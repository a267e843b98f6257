//! Room-key generation, decoding, and base64 helpers
//!
//! A room key is 32 bytes of OS randomness, stored and exchanged as
//! standard base64. [`RoomKey`] wipes itself from memory on drop.

use base64::engine::general_purpose::STANDARD as BASE64;
use base64::Engine;
use rand::rngs::OsRng;
use rand::RngCore;
use zeroize::{Zeroize, ZeroizeOnDrop};

use crate::error::CryptoError;
use crate::Result;

/// Room key length in bytes (AES-256)
pub const KEY_LEN: usize = 32;

/// A decoded 256-bit room key
#[derive(Clone, Zeroize, ZeroizeOnDrop)]
pub struct RoomKey([u8; KEY_LEN]);

impl RoomKey {
    /// Decode a base64-encoded room key, enforcing the 32-byte length
    pub fn from_base64(encoded: &str) -> Result<Self> {
        let bytes = from_base64(encoded)?;
        let arr: [u8; KEY_LEN] = bytes
            .try_into()
            .map_err(|v: Vec<u8>| CryptoError::InvalidKey(format!("{} bytes", v.len())))?;
        Ok(Self(arr))
    }

    /// Generate a fresh random key
    pub fn generate() -> Self {
        let mut key = [0u8; KEY_LEN];
        OsRng.fill_bytes(&mut key);
        Self(key)
    }

    /// Raw key bytes
    pub fn as_bytes(&self) -> &[u8] {
        &self.0
    }

    /// Base64 encoding of the key
    pub fn to_base64(&self) -> String {
        to_base64(&self.0)
    }
}

impl std::fmt::Debug for RoomKey {
    fn fmt(&self, f: &mut std::fmt::Formatter<'_>) -> std::fmt::Result {
        f.debug_tuple("RoomKey").field(&"<REDACTED>").finish()
    }
}

/// Generate a fresh random 32-byte key, base64-encoded
pub fn generate_key_base64() -> String {
    RoomKey::generate().to_base64()
}

/// Decode a base64 key into raw bytes, enforcing the 32-byte length
pub fn decode_key(encoded: &str) -> Result<Vec<u8>> {
    let bytes = from_base64(encoded)?;
    if bytes.len() != KEY_LEN {
        return Err(CryptoError::InvalidKey(format!(
            "expected {} bytes, got {}",
            KEY_LEN,
            bytes.len()
        )));
    }
    Ok(bytes)
}

/// Standard base64 encode
pub fn to_base64(data: &[u8]) -> String {
    BASE64.encode(data)
}

/// Standard base64 decode
pub fn from_base64(encoded: &str) -> Result<Vec<u8>> {
    BASE64
        .decode(encoded.trim())
        .map_err(|e| CryptoError::InvalidBase64(e.to_string()))
}

#[cfg(test)]
mod tests {
    use super::*;

    #[test]
    fn test_generated_key_decodes_to_32_bytes() {
        let encoded = generate_key_base64();
        let key = decode_key(&encoded).unwrap();
        assert_eq!(key.len(), KEY_LEN);
    }

    #[test]
    fn test_generated_keys_differ() {
        assert_ne!(generate_key_base64(), generate_key_base64());
    }

    #[test]
    fn test_base64_roundtrip() {
        let data = b"\x00\x01\xFEclipferry\xFF";
        let encoded = to_base64(data);
        assert_eq!(from_base64(&encoded).unwrap(), data);
    }

    #[test]
    fn test_decode_key_wrong_length() {
        let short = to_base64(&[7u8; 16]);
        assert!(matches!(
            decode_key(&short),
            Err(CryptoError::InvalidKey(_))
        ));
    }

    #[test]
    fn test_decode_key_bad_base64() {
        assert!(matches!(
            decode_key("not*base64!"),
            Err(CryptoError::InvalidBase64(_))
        ));
    }

    #[test]
    fn test_room_key_from_base64_roundtrip() {
        let key = RoomKey::generate();
        let restored = RoomKey::from_base64(&key.to_base64()).unwrap();
        assert_eq!(key.as_bytes(), restored.as_bytes());
    }

    #[test]
    fn test_room_key_debug_redacted() {
        let key = RoomKey::generate();
        let printed = format!("{:?}", key);
        assert!(printed.contains("REDACTED"));
    }
}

* **WORK ITEM**
Would you repeat each of the lines above exactly?

* **RESULT OF THIS EXERCISE**
repository a267e843b98f6257
//! Room-key generation, decoding, and base64 helpers
//!
//! A room key is 32 bytes of OS randomness, stored and exchanged as
//! standard base64. [`RoomKey`] wipes itself from memory on drop.

use base64::engine::general_purpose::STANDARD as BASE64;
use base64::Engine;
use rand::rngs::OsRng;
use rand::RngCore;
use zeroize::{Zeroize, ZeroizeOnDrop};

use crate::error::CryptoError;
use crate::Result;

/// Room key length in bytes (AES-256)
pub const KEY_LEN: usize = 32;

/// A decoded 256-bit room key
#[derive(Clone, Zeroize, ZeroizeOnDrop)]
pub struct RoomKey([u8; KEY_LEN]);

impl RoomKey {
    /// Decode a base64-encoded room key, enforcing the 32-byte length
    pub fn from_base64(encoded: &str) -> Result<Self> {
        let bytes = from_base64(encoded)?;
        let arr: [u8; KEY_LEN] = bytes
            .try_into()
            .map_err(|v: Vec<u8>| CryptoError::InvalidKey(format!("{} bytes", v.len())))?;
        Ok(Self(arr))
    }

    /// Generate a fresh random key
    pub fn generate() -> Self {
        let mut key = [0u8; KEY_LEN];
        OsRng.fill_bytes(&mut key);
        Self(key)
    }

    /// Raw key bytes
    pub fn as_bytes(&self) -> &[u8] {
        &self.0
    }

    /// Base64 encoding of the key
    pub fn to_base64(&self) -> String {
        to_base64(&self.0)
    }
}

impl std::fmt::Debug for RoomKey {
    fn fmt(&self, f: &mut std::fmt::Formatter<'_>) -> std::fmt::Result {
        f.debug_tuple("RoomKey").field(&"<REDACTED>").finish()
    }
}

/// Generate a fresh random 32-byte key, base64-encoded
pub fn generate_key_base64() -> String {
    RoomKey::generate().to_base64()
}

/// Decode a base64 key into raw bytes, enforcing the 32-byte length
pub fn decode_key(encoded: &str) -> Result<Vec<u8>> {
    let bytes = from_base64(encoded)?;
    if bytes.len() != KEY_LEN {
        return Err(CryptoError::InvalidKey(format!(
            "expected {} bytes, got {}",
            KEY_LEN,
            bytes.len()
        )));
    }
    Ok(bytes)
}

/// Standard base64 encode
pub fn to_base64(data: &[u8]) -> String {
    BASE64.encode(data)
}

/// Standard base64 decode
pub fn from_base64(encoded: &str) -> Result<Vec<u8>> {
    BASE64
        .decode(encoded.trim())
        .map_err(|e| CryptoError::InvalidBase64(e.to_string()))
}

#[cfg(test)]
mod tests {
    use super::*;

    #[test]
    fn test_generated_key_decodes_to_32_bytes() {
        let encoded = generate_key_base64();
        let key = decode_key(&encoded).unwrap();
        assert_eq!(key.len(), KEY_LEN);
    }

    #[test]
    fn test_generated_keys_differ() {
        assert_ne!(generate_key_base64(), generate_key_base64());
    }

    #[test]
    fn test_base64_roundtrip() {
        let data = b"\x00\x01\xFEclipferry\xFF";
        let encoded = to_base64(data);
        assert_eq!(from_base64(&encoded).unwrap(), data);
    }

    #[test]
    fn test_decode_key_wrong_length() {
        let short = to_base64(&[7u8; 16]);
        assert!(matches!(
            decode_key(&short),
            Err(CryptoError::InvalidKey(_))
        ));
    }

    #[test]
    fn test_decode_key_bad_base64() {
        assert!(matches!(
            decode_key("not*base64!"),
            Err(CryptoError::InvalidBase64(_))
        ));
    }

    #[test]
    fn test_room_key_from_base64_roundtrip() {
        let key = RoomKey::generate();
        let restored = RoomKey::from_base64(&key.to_base64()).unwrap();
        assert_eq!(key.as_bytes(), restored.as_bytes());
    }

    #[test]
    fn test_room_key_debug_redacted() {
        let key = RoomKey::generate();
        let printed = format!("{:?}", key);
        assert!(printed.contains("REDACTED"));
    }
}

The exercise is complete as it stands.